EXTRACTED RECORDS below:

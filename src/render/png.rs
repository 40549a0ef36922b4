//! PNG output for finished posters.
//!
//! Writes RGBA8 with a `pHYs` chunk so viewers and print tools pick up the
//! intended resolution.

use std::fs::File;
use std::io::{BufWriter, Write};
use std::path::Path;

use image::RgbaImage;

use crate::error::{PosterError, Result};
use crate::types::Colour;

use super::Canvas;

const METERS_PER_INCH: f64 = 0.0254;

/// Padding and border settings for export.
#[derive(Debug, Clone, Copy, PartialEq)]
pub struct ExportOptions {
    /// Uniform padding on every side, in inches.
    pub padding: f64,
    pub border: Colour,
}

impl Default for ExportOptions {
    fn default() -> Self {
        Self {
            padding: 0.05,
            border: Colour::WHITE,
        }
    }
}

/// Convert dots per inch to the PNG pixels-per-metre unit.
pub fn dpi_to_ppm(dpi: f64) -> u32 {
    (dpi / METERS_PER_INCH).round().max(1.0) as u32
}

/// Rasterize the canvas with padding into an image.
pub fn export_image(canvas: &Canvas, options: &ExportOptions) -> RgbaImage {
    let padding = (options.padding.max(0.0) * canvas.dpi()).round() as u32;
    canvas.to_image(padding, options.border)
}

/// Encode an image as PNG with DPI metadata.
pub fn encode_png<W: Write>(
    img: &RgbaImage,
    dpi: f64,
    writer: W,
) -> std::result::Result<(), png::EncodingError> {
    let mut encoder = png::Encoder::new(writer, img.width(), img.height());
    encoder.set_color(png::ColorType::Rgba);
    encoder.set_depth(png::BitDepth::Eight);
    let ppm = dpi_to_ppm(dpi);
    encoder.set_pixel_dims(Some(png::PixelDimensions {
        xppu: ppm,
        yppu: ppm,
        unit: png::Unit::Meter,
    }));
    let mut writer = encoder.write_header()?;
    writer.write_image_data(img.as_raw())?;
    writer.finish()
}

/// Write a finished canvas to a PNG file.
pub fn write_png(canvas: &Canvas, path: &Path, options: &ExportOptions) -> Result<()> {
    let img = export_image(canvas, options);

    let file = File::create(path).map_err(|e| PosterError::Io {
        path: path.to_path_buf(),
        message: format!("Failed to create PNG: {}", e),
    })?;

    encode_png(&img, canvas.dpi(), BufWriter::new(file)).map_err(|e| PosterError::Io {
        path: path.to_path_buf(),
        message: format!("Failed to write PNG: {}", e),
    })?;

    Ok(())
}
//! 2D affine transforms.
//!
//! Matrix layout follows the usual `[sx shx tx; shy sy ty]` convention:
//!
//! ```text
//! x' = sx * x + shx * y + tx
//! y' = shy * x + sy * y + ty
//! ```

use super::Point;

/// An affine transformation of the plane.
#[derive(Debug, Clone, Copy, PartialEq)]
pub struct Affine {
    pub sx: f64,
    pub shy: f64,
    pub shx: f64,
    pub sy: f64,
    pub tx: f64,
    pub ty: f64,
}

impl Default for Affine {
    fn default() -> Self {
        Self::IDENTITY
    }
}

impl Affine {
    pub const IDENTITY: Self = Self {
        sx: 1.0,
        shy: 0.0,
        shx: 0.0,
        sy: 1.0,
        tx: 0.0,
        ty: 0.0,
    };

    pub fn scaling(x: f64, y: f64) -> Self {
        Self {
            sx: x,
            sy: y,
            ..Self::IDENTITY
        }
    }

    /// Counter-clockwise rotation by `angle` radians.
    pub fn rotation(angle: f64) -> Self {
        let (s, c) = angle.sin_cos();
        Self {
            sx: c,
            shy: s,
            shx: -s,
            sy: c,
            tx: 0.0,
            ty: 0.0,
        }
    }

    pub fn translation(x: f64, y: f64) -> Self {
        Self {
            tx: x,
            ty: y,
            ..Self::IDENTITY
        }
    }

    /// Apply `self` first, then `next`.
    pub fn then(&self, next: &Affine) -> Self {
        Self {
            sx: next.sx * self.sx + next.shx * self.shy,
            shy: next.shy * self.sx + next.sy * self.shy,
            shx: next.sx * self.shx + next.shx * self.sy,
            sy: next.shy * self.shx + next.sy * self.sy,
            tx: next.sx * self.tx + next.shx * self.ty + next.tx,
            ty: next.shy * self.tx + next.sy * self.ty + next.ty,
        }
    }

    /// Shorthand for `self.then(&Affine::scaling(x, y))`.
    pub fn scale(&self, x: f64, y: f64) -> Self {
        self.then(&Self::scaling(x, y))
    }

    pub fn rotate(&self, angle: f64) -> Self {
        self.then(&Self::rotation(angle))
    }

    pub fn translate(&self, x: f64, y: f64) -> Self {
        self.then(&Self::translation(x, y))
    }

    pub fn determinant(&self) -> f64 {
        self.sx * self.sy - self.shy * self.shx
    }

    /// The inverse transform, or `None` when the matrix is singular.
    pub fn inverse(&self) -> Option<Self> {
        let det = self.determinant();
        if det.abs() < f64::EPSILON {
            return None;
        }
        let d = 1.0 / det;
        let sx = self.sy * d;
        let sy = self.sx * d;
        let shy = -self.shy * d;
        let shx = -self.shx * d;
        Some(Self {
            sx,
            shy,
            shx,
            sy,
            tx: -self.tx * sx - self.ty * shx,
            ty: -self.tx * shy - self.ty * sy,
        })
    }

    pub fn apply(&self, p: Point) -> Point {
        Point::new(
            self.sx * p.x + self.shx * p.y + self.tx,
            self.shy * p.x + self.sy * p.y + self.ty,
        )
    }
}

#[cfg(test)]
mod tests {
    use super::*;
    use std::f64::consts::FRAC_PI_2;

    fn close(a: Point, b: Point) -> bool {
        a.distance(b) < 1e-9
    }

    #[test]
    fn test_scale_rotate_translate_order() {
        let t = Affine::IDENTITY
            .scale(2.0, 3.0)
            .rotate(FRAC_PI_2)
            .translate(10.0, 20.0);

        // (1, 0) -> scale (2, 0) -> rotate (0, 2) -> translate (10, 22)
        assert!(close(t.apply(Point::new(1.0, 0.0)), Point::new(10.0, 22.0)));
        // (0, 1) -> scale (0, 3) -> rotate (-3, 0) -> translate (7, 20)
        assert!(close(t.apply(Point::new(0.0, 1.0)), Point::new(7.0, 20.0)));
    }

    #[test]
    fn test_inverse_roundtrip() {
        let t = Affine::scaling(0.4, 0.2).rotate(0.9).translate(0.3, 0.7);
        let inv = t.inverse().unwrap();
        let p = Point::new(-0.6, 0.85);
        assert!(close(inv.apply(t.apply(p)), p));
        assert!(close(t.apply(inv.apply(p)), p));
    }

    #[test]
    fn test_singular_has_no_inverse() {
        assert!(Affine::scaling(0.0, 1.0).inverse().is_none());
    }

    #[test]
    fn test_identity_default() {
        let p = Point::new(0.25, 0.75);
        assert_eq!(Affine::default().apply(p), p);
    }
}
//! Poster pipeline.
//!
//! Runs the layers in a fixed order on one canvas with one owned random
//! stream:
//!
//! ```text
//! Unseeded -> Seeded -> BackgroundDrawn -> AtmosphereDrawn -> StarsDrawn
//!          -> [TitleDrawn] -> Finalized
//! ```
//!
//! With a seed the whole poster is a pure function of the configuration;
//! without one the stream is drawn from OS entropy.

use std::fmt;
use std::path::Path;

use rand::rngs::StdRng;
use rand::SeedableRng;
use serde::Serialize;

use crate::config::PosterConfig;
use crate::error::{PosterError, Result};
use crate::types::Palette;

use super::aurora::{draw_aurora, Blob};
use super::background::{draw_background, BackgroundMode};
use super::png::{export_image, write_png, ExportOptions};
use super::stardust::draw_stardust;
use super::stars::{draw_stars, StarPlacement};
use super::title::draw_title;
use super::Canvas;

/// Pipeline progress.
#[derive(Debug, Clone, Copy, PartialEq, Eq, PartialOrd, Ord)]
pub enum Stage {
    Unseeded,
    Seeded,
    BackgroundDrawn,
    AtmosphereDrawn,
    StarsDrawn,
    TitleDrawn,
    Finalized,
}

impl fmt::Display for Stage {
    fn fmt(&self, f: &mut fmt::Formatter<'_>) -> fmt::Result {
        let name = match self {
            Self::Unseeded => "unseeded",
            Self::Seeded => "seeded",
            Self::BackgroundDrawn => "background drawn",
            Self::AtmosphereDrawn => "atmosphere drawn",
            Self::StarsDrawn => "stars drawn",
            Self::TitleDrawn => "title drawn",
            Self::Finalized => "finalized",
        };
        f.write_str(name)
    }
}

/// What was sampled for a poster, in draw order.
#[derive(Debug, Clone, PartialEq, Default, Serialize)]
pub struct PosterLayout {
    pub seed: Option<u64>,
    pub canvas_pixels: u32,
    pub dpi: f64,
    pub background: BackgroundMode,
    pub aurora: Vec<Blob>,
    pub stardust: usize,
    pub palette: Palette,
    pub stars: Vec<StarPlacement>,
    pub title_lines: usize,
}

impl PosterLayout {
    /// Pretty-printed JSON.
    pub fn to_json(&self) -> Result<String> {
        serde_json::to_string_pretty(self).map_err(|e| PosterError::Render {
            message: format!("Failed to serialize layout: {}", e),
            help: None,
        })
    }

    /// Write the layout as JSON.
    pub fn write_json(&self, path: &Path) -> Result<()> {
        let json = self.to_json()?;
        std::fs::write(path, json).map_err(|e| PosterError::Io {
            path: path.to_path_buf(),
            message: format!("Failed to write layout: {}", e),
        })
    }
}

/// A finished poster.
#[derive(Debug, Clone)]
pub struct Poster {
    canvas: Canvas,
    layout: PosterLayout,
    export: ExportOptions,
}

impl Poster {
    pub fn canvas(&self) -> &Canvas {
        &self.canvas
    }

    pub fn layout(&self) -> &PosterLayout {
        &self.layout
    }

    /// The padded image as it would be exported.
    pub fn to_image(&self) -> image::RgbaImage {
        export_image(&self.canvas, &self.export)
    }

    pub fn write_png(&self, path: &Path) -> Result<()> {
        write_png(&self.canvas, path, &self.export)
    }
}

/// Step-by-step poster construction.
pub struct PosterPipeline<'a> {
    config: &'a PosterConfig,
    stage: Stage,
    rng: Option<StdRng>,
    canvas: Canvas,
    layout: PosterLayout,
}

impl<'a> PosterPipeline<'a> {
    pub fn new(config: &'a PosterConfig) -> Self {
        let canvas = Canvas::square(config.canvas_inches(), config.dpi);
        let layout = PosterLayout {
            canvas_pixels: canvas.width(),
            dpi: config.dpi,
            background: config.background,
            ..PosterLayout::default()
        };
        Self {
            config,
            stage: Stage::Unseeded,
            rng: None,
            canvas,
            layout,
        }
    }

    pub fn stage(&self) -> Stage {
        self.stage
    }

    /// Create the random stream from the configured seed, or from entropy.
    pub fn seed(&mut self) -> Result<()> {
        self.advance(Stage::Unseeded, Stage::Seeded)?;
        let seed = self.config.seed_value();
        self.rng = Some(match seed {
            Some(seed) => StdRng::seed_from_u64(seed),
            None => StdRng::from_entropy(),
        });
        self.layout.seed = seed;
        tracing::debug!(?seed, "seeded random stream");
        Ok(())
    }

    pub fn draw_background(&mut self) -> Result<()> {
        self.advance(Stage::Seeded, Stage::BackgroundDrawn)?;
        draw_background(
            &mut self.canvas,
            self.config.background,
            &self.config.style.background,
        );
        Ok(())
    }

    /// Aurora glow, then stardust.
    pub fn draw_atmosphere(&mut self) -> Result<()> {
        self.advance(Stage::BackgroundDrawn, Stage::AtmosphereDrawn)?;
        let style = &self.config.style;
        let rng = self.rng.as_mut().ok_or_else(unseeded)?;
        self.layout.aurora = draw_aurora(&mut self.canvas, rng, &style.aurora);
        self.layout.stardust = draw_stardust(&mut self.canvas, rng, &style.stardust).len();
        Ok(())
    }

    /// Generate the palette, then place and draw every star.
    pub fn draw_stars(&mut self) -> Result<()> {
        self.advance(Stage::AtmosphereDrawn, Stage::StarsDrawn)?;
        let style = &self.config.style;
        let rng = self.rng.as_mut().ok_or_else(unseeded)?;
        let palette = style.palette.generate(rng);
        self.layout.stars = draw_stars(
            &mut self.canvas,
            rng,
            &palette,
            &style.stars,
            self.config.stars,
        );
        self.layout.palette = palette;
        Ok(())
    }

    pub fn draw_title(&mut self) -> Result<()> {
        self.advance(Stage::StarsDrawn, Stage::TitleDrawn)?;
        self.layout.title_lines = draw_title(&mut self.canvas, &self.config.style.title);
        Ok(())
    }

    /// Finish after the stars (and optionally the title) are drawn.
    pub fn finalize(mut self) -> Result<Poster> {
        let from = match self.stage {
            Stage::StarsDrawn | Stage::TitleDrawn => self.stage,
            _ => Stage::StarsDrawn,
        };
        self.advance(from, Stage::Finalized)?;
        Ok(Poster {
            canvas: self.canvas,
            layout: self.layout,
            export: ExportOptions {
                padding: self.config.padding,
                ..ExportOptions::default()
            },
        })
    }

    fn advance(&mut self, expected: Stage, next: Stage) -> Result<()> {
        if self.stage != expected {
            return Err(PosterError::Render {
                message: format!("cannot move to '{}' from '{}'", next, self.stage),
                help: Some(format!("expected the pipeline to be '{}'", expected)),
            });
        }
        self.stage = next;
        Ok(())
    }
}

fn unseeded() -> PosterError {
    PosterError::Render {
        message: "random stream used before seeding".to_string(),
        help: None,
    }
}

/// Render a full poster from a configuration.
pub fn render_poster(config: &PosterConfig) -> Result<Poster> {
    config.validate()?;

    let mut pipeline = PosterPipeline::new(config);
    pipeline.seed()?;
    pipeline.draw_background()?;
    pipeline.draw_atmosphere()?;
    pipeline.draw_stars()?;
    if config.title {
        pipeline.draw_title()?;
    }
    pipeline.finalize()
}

End of EXTRACTED RECORDS.

**BRIEF**
Which of the lines in the listing above include "PosterError"? Report each of them.

**TASK RESULT**
use crate::error::{PosterError, Result};
    let file = File::create(path).map_err(|e| PosterError::Io {
    encode_png(&img, canvas.dpi(), BufWriter::new(file)).map_err(|e| PosterError::Io {
use crate::error::{PosterError, Result};
        serde_json::to_string_pretty(self).map_err(|e| PosterError::Render {
        std::fs::write(path, json).map_err(|e| PosterError::Io {
            return Err(PosterError::Render {
fn unseeded() -> PosterError {
    PosterError::Render {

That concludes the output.